At Nebraska, Hooper played four years under coach Connie Yori and left the program as one of its all-time greats. A four-year starter, she led the Cornhuskers to NCAA Tournament berths in each of her last three years (2012, 2013, 2014) – including a trip to the tournament Sweet Sixteen as a junior. She was named first team All-Big Ten Conference in each of these seasons and capped her career off by being named Big Ten Player of the Year by the league's coaches in 2014. For her career, she scored 2,357 points (18.0 per game) and collected 1,100 rebounds (8.5 per game). She became the third player in school history to pass the 2,000 point/1,000 rebound milestone.

In addition to earning conference player of the year honors, Hooper was named a first team All-American by the Women's Basketball Coaches Association (WBCA) and a second team All-American by the Associated Press.
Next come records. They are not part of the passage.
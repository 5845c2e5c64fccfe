//! Phase identifiers and phase tables.
//!
//! Games organize play into named phases. A phase table may be *flat*
//! (every phase is a leaf) or a *tree* (phases nest inside parent
//! phases). Only leaf phases are ever current; ancestry matters when a
//! move declares it is legal in a parent phase.
//!
//! The engine never interprets phase IDs beyond the table - games assign
//! meaning when they build their `PhaseEnum`.

use rustc_hash::FxHashMap;
use serde::{Deserialize, Serialize};

/// Opaque phase identifier. Games define their own phases.
#[derive(Clone, Copy, Debug, Default, PartialEq, Eq, Hash, Serialize, Deserialize)]
pub struct PhaseId(pub u32);

impl PhaseId {
    /// Create a new phase ID.
    #[must_use]
    pub const fn new(id: u32) -> Self {
        Self(id)
    }

    /// Get the raw ID value.
    #[must_use]
    pub const fn raw(self) -> u32 {
        self.0
    }
}

impl std::fmt::Display for PhaseId {
    fn fmt(&self, f: &mut std::fmt::Formatter<'_>) -> std::fmt::Result {
        write!(f, "Phase({})", self.0)
    }
}

/// Named phase table, flat or tree-shaped.
///
/// Built once at game setup with the `add_phase`/`add_subphase`
/// builders. Adding any subphase turns the table into a tree; leaf
/// queries and ancestor chains then drive phase-legality checks.
///
/// ## Example
///
/// ```
/// use rust_tbg::core::{PhaseEnum, PhaseId};
///
/// let main = PhaseId::new(0);
/// let draw = PhaseId::new(1);
/// let discard = PhaseId::new(2);
///
/// let phases = PhaseEnum::new()
///     .add_phase(main, "Main")
///     .add_subphase(draw, "Draw", main)
///     .add_subphase(discard, "Discard", main);
///
/// assert!(phases.is_tree());
/// assert!(phases.is_leaf(draw));
/// assert!(!phases.is_leaf(main));
/// assert_eq!(phases.ancestors(draw), vec![main, draw]);
/// ```
#[derive(Clone, Debug, Default)]
pub struct PhaseEnum {
    names: FxHashMap<PhaseId, String>,
    parents: FxHashMap<PhaseId, PhaseId>,
    /// Insertion order, kept for stable iteration in diagnostics.
    order: Vec<PhaseId>,
}

impl PhaseEnum {
    /// Create an empty phase table.
    #[must_use]
    pub fn new() -> Self {
        Self::default()
    }

    /// Add a top-level phase.
    ///
    /// Panics if the ID is already present; phase tables are built in
    /// game-setup code where a duplicate is a programming error.
    #[must_use]
    pub fn add_phase(mut self, id: PhaseId, name: impl Into<String>) -> Self {
        let prior = self.names.insert(id, name.into());
        assert!(prior.is_none(), "Duplicate phase id {id}");
        self.order.push(id);
        self
    }

    /// Add a phase nested under `parent`.
    ///
    /// Panics if the ID is already present or the parent is unknown.
    #[must_use]
    pub fn add_subphase(mut self, id: PhaseId, name: impl Into<String>, parent: PhaseId) -> Self {
        assert!(
            self.names.contains_key(&parent),
            "Unknown parent phase {parent}"
        );
        let prior = self.names.insert(id, name.into());
        assert!(prior.is_none(), "Duplicate phase id {id}");
        self.parents.insert(id, parent);
        self.order.push(id);
        self
    }

    /// Whether this table contains the given phase.
    #[must_use]
    pub fn contains(&self, id: PhaseId) -> bool {
        self.names.contains_key(&id)
    }

    /// Whether any phase nests inside another.
    #[must_use]
    pub fn is_tree(&self) -> bool {
        !self.parents.is_empty()
    }

    /// Whether the given phase has no children.
    ///
    /// Unknown phases report as leaves; a flat table is all leaves.
    #[must_use]
    pub fn is_leaf(&self, id: PhaseId) -> bool {
        !self.parents.values().any(|&parent| parent == id)
    }

    /// The parent of a phase, if it has one.
    #[must_use]
    pub fn parent(&self, id: PhaseId) -> Option<PhaseId> {
        self.parents.get(&id).copied()
    }

    /// The ancestor chain of a phase, root first and self-inclusive.
    ///
    /// An unknown or top-level phase yields just itself.
    #[must_use]
    pub fn ancestors(&self, id: PhaseId) -> Vec<PhaseId> {
        let mut chain = vec![id];
        let mut current = id;
        while let Some(parent) = self.parent(current) {
            chain.push(parent);
            current = parent;
        }
        chain.reverse();
        chain
    }

    /// The registered name of a phase.
    #[must_use]
    pub fn name(&self, id: PhaseId) -> Option<&str> {
        self.names.get(&id).map(String::as_str)
    }

    /// A display name for error messages: the registered name, or the
    /// numeric form for phases outside the table.
    #[must_use]
    pub fn display_name(&self, id: PhaseId) -> String {
        match self.name(id) {
            Some(name) => name.to_string(),
            None => id.to_string(),
        }
    }

    /// Iterate over phases in registration order.
    pub fn phases(&self) -> impl Iterator<Item = PhaseId> + '_ {
        self.order.iter().copied()
    }
}

#[cfg(test)]
mod tests {
    use super::*;

    #[test]
    fn test_phase_id() {
        let phase = PhaseId::new(5);
        assert_eq!(phase.raw(), 5);
        assert_eq!(format!("{}", phase), "Phase(5)");

        let default = PhaseId::default();
        assert_eq!(default.0, 0);
    }

    #[test]
    fn test_flat_table() {
        let phases = PhaseEnum::new()
            .add_phase(PhaseId::new(0), "Setup")
            .add_phase(PhaseId::new(1), "Play");

        assert!(!phases.is_tree());
        assert!(phases.is_leaf(PhaseId::new(0)));
        assert!(phases.is_leaf(PhaseId::new(1)));
        assert_eq!(phases.ancestors(PhaseId::new(1)), vec![PhaseId::new(1)]);
        assert_eq!(phases.name(PhaseId::new(0)), Some("Setup"));
    }

    #[test]
    fn test_tree_table() {
        let root = PhaseId::new(0);
        let left = PhaseId::new(1);
        let right = PhaseId::new(2);
        let deep = PhaseId::new(3);

        let phases = PhaseEnum::new()
            .add_phase(root, "Root")
            .add_subphase(left, "Left", root)
            .add_subphase(right, "Right", root)
            .add_subphase(deep, "Deep", right);

        assert!(phases.is_tree());
        assert!(!phases.is_leaf(root));
        assert!(phases.is_leaf(left));
        assert!(!phases.is_leaf(right));
        assert!(phases.is_leaf(deep));

        assert_eq!(phases.parent(deep), Some(right));
        assert_eq!(phases.ancestors(deep), vec![root, right, deep]);
        assert_eq!(phases.ancestors(left), vec![root, left]);
        assert_eq!(phases.ancestors(root), vec![root]);
    }

    #[test]
    fn test_display_name_falls_back_to_numeric() {
        let phases = PhaseEnum::new().add_phase(PhaseId::new(0), "Setup");

        assert_eq!(phases.display_name(PhaseId::new(0)), "Setup");
        assert_eq!(phases.display_name(PhaseId::new(9)), "Phase(9)");
    }

    #[test]
    #[should_panic(expected = "Duplicate phase id")]
    fn test_duplicate_phase_panics() {
        let _ = PhaseEnum::new()
            .add_phase(PhaseId::new(0), "A")
            .add_phase(PhaseId::new(0), "B");
    }

    #[test]
    #[should_panic(expected = "Unknown parent phase")]
    fn test_unknown_parent_panics() {
        let _ = PhaseEnum::new().add_subphase(PhaseId::new(1), "A", PhaseId::new(0));
    }

    #[test]
    fn test_registration_order() {
        let phases = PhaseEnum::new()
            .add_phase(PhaseId::new(3), "C")
            .add_phase(PhaseId::new(1), "A");

        let order: Vec<_> = phases.phases().collect();
        assert_eq!(order, vec![PhaseId::new(3), PhaseId::new(1)]);
    }
}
She was a finalist for the Wade Trophy and Wooden Award National Player of the Year honors, as well for the Senior CLASS Award for top senior.

==Career statistics==

===WNBA===
====Regular season====

| Year | Team | GP | GS | MPG | FG% | 3P% | FT% | RPG | APG | SPG | BPG | TO | PPG |
| 2014 | Tulsa | 34 | 1 | 19.0 | 35.4 | 32.9 | 71.4 | 2.4 | 0.6 | 0.4 | 0.2 | 0.8 | 5.8 |
| 2015 | Tulsa | 34 | 5 | 17.1 | 35.8 | 34.2 | 68.4 | 2.1 | 0.3 | 0.4 | 0.1 | 0.5 | 4.7 |
| 2016 | Dallas | 32 | 1 | 9.1 | 37.5 | 34.1 | 87.5 | 1.2 | 0.2 | 0.2 | 0.1 | 0.5 | 3.7 |
| 2017 | Connecticut | 3 | 0 | 3.7 | 0.0 | 0.0 | 0.0 | 0.3 | 0.0 | 0.0 | 0.0 | 0.0 | 0.0 |
| Atlanta | 15 | 0 | 6.8 | 40.0 | 42.9 | 75.0 | 0.9 | 0.2 | 0.3 | 0.0 | 0.3 | 3.1 |
| Chicago | 10 | 0 | 18.6 | 36.8 | 37.0 | 50.0 | 2.2 | 0.6 | 0.5 | 0.1 | 0.5 | 6.0 |
| Career | 4 years, 3 teams | 128 | 7 | 14.2 | 36.3 | 34.6 | 72.2 | 1.8 | 0.3 | 0.3 | 0.1 | 0.6 | 4.5 |

====Playoffs====

| Year | Team | GP | GS | MPG | FG% | 3P% | FT% | RPG | APG | SPG | BPG | TO | PPG |
|---|---|---|---|---|---|---|---|---|---|---|---|---|---|
| 2015 | Tulsa | 2 | 2 | 26.0 | 21.1 | 18.8 | 71.4 | 4.5 | 0.0 | 0.0 | 0.0 | 0.0 | 8.0 |
| Career | 1 year, 1 team | 2 | 2 | 26.0 | 21.1 | 18.8 | 71.4 | 4.5 | 0.0 | 0.0 | 0.0 | 0.0 | 8.0 |

===College===
Source

| Year | Team | GP | Points | FG% | 3P% | FT% | RPG | APG | SPG | BPG | PPG |
|---|---|---|---|---|---|---|---|---|---|---|---|
| 2010-11 | Nebraska | 31 | 454 | 36.2 | 36.4 | 73.3 | 6.6 | 0.3 | 0.8 | 0.5 | 14.6 |
| 2011-12 | Nebraska | 33 | 624 | 39.7 | 31.9 | 78.1 | 9.3 | 0.5 | 0.9 | 0.7 | 18.9 |
| 2012-13 | Nebraska | 34 | 607 | 40.0 | 33.5 | 82.1 | 8.8 | 0.6 | 1.1 | 0.5 | 17.9 |
| 2013-14 | Nebraska | 33 | 672 | 43.7 | 36.4 | 80.3 | 9.1 | 1.2 | 1.0 | 0.5 | 20.4 |
| Career | Nebraska | 131 | 2357 | 40.1 | 34.5 | 78.8 | 8.5 | 0.7 | 0.9 | 0.6 | 18.0 |

==Professional career==
Following her graduation from Nebraska, Hooper was drafted by the WNBA's Tulsa Shock with the first pick of the second round (13th overall) of the 2014 WNBA draft. She was named to the team's final roster for the 2014 WNBA season.

==International career==
Following her junior season at Nebraska, Hooper was a part of the United States team in the 2013 Summer Universiade in Kazan, Russia. Hooper earned her first start in the championship game and delivered. She helped the team get out to an early lead, and ended up with nine points and nine rebounds. She averaged 6.5 points and 5.8 rebounds per game as the team won the gold medal in the tournament.